Copy exactly the stretch of data below from the line with "pub fn with_max_idle(stack: Arc<Stack>, max_idle: usize)" through the line with "nothing was flushed", including both of those lines.

*** Opening of Source records ***

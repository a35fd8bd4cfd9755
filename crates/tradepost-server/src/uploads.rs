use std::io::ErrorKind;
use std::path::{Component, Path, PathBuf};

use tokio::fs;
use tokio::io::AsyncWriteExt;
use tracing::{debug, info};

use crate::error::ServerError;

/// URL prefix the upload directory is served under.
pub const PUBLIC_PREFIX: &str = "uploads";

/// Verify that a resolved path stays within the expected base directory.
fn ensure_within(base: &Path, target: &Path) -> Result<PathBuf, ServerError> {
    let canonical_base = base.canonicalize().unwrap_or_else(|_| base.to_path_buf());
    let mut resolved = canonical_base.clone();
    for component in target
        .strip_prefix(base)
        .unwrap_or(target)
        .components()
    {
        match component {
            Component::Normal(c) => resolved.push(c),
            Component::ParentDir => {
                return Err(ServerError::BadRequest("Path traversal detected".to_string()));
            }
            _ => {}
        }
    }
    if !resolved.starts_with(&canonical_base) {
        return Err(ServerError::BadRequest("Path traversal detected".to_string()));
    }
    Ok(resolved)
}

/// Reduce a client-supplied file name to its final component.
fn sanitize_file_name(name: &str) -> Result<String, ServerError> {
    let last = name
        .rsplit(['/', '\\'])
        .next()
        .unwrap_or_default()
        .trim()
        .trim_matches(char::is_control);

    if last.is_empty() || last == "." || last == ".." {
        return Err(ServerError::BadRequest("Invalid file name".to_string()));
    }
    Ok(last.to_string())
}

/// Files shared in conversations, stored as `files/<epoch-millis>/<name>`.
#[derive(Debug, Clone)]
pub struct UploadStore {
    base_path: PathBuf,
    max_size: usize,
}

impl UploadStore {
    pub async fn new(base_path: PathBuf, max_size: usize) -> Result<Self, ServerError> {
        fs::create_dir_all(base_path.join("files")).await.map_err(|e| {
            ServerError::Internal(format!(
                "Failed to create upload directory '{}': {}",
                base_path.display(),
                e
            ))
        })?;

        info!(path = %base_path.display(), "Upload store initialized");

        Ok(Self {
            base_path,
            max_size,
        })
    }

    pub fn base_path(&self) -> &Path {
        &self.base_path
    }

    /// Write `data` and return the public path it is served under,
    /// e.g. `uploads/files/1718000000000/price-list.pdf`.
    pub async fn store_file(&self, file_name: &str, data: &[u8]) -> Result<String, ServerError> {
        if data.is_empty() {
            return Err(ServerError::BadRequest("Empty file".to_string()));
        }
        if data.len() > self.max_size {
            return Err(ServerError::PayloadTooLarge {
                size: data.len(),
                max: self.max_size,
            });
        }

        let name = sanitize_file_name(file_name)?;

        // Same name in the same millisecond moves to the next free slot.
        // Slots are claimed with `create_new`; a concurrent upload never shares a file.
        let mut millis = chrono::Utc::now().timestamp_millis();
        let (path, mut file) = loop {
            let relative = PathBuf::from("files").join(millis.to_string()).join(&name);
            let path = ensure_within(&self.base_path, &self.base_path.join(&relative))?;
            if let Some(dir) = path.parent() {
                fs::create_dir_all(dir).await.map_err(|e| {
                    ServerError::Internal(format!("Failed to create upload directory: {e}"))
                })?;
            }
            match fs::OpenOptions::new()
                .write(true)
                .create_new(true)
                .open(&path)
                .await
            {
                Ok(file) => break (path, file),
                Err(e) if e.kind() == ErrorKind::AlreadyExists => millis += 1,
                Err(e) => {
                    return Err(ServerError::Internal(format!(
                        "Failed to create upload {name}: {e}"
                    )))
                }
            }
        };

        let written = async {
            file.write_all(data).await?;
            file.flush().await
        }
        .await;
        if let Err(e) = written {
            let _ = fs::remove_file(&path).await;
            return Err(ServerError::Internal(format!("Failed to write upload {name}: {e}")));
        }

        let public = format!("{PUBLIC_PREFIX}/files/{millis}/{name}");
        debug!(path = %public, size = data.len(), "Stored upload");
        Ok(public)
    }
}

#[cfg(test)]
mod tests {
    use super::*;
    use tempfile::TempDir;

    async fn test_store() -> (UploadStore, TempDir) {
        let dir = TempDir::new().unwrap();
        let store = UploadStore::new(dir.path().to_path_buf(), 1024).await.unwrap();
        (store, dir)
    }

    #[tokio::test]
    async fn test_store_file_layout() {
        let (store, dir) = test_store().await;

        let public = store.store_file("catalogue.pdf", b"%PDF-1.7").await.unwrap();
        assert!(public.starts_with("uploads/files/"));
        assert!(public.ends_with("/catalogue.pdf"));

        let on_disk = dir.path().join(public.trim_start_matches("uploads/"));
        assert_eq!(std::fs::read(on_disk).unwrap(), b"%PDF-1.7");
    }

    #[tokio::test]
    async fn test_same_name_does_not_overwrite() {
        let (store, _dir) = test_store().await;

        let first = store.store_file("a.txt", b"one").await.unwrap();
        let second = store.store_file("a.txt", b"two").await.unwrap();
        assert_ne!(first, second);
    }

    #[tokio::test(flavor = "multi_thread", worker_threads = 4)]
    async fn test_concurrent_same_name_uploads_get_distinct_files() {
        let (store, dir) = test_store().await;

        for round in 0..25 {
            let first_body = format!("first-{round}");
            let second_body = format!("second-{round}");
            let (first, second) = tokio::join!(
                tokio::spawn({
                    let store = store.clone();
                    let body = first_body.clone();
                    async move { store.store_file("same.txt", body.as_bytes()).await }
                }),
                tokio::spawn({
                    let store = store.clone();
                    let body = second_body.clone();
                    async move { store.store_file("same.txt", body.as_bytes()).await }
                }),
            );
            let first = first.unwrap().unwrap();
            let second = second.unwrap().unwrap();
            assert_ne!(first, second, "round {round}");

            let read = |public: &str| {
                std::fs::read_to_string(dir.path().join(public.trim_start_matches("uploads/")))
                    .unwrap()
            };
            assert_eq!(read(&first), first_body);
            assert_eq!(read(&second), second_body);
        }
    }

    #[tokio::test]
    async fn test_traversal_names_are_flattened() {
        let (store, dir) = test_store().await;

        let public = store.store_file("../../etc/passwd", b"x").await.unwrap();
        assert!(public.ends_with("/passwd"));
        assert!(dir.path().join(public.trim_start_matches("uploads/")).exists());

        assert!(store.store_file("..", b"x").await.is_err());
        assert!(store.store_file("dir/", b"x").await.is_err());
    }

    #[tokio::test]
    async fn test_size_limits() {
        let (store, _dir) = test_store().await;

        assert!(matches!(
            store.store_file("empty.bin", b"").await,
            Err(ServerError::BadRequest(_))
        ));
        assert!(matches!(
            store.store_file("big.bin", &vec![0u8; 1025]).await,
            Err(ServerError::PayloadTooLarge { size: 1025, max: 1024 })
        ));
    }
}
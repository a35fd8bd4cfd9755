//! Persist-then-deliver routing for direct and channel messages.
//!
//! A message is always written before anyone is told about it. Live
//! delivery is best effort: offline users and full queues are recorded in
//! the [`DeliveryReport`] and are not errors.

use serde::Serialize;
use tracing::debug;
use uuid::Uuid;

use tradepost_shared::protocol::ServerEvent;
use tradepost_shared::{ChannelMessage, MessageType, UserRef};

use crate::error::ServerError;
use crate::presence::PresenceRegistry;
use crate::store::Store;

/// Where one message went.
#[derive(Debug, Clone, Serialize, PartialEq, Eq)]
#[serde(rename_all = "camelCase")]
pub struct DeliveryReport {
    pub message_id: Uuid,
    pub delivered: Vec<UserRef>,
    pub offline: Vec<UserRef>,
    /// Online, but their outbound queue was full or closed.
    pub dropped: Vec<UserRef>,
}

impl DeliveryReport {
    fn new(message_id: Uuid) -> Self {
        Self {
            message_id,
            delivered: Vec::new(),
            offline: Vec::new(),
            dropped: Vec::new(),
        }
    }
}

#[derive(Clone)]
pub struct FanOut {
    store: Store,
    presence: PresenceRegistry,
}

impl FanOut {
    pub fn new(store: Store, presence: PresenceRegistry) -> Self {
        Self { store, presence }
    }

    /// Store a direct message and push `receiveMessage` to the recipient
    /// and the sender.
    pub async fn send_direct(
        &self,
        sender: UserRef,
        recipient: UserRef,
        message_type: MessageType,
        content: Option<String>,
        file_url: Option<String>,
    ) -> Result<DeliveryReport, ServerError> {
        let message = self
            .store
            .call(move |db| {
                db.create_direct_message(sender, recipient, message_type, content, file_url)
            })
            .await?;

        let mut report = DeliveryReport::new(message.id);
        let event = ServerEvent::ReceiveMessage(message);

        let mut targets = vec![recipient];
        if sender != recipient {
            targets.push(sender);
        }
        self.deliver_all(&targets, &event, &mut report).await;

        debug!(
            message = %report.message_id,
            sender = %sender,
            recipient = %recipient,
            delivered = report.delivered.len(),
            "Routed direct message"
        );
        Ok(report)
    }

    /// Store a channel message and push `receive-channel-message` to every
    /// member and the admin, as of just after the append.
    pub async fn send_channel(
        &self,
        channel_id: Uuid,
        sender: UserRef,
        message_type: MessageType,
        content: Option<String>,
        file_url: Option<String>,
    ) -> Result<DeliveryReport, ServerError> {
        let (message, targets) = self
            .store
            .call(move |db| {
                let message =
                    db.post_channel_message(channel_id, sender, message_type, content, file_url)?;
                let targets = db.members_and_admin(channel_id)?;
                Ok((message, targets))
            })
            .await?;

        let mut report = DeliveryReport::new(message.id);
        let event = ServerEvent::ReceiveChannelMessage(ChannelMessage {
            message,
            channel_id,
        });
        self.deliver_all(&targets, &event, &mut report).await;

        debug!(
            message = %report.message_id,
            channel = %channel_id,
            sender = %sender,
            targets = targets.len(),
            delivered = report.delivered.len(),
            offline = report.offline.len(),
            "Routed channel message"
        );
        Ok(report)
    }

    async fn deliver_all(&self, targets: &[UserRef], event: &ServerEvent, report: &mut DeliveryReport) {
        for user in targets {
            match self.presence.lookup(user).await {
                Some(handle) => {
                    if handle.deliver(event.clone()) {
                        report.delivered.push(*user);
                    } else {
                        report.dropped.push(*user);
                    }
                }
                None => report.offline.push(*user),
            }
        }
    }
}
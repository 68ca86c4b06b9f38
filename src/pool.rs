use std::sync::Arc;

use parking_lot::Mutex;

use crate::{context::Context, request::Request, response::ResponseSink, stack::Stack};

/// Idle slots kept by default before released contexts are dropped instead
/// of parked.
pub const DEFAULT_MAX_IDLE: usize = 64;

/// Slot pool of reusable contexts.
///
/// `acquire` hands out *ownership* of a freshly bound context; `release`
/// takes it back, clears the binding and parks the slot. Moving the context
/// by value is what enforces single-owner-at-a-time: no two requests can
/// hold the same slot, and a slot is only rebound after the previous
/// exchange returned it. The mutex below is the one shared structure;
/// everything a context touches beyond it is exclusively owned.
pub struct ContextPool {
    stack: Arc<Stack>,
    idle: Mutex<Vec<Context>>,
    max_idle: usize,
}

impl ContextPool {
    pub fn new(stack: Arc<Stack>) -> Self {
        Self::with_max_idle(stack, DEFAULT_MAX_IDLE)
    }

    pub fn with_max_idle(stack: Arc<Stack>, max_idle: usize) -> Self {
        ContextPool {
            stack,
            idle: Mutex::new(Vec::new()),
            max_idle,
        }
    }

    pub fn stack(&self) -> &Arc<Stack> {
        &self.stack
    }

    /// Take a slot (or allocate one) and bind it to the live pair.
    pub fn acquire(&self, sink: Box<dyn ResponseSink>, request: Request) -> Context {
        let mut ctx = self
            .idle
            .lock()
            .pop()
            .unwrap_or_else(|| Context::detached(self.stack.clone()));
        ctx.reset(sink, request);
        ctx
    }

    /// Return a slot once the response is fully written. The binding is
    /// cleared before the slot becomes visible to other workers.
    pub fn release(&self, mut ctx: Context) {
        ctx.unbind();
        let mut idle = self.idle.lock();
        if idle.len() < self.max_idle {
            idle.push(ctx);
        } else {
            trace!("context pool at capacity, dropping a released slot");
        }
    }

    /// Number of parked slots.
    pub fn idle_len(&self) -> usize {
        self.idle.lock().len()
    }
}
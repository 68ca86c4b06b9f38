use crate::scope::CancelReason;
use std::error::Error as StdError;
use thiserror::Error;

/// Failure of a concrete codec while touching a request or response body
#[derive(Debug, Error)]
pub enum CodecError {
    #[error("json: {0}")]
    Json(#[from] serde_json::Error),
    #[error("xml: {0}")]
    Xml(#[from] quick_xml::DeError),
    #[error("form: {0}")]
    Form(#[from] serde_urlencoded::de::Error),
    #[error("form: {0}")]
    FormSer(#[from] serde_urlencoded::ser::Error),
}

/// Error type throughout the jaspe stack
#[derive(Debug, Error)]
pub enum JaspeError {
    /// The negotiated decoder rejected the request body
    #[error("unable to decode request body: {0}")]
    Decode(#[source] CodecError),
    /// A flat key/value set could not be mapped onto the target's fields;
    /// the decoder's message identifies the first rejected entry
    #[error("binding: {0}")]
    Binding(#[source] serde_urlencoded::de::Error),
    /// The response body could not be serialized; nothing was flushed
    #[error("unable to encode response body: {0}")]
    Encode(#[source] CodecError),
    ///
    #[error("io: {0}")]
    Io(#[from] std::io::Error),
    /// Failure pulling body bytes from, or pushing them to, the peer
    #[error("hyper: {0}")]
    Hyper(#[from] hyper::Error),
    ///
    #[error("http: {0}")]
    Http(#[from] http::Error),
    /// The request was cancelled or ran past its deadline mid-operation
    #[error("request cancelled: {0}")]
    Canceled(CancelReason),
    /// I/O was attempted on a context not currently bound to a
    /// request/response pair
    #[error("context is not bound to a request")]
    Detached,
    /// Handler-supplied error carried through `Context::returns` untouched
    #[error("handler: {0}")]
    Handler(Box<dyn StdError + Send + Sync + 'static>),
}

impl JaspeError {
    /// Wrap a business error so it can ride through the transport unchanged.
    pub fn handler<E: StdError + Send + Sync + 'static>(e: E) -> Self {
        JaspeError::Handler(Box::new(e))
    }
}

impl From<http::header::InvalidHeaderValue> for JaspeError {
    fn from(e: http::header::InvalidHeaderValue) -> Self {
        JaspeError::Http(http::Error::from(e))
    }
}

*** Close of Source records ***

Task output.
    pub fn with_max_idle(stack: Arc<Stack>, max_idle: usize) -> Self {
        ContextPool {
            stack,
            idle: Mutex::new(Vec::new()),
            max_idle,
        }
    }

    pub fn stack(&self) -> &Arc<Stack> {
        &self.stack
    }

    /// Take a slot (or allocate one) and bind it to the live pair.
    pub fn acquire(&self, sink: Box<dyn ResponseSink>, request: Request) -> Context {
        let mut ctx = self
            .idle
            .lock()
            .pop()
            .unwrap_or_else(|| Context::detached(self.stack.clone()));
        ctx.reset(sink, request);
        ctx
    }

    /// Return a slot once the response is fully written. The binding is
    /// cleared before the slot becomes visible to other workers.
    pub fn release(&self, mut ctx: Context) {
        ctx.unbind();
        let mut idle = self.idle.lock();
        if idle.len() < self.max_idle {
            idle.push(ctx);
        } else {
            trace!("context pool at capacity, dropping a released slot");
        }
    }

    /// Number of parked slots.
    pub fn idle_len(&self) -> usize {
        self.idle.lock().len()
    }
}
repository 68ca86c4b06b9f38
use crate::scope::CancelReason;
use std::error::Error as StdError;
use thiserror::Error;

/// Failure of a concrete codec while touching a request or response body
#[derive(Debug, Error)]
pub enum CodecError {
    #[error("json: {0}")]
    Json(#[from] serde_json::Error),
    #[error("xml: {0}")]
    Xml(#[from] quick_xml::DeError),
    #[error("form: {0}")]
    Form(#[from] serde_urlencoded::de::Error),
    #[error("form: {0}")]
    FormSer(#[from] serde_urlencoded::ser::Error),
}

/// Error type throughout the jaspe stack
#[derive(Debug, Error)]
pub enum JaspeError {
    /// The negotiated decoder rejected the request body
    #[error("unable to decode request body: {0}")]
    Decode(#[source] CodecError),
    /// A flat key/value set could not be mapped onto the target's fields;
    /// the decoder's message identifies the first rejected entry
    #[error("binding: {0}")]
    Binding(#[source] serde_urlencoded::de::Error),
    /// The response body could not be serialized; nothing was flushed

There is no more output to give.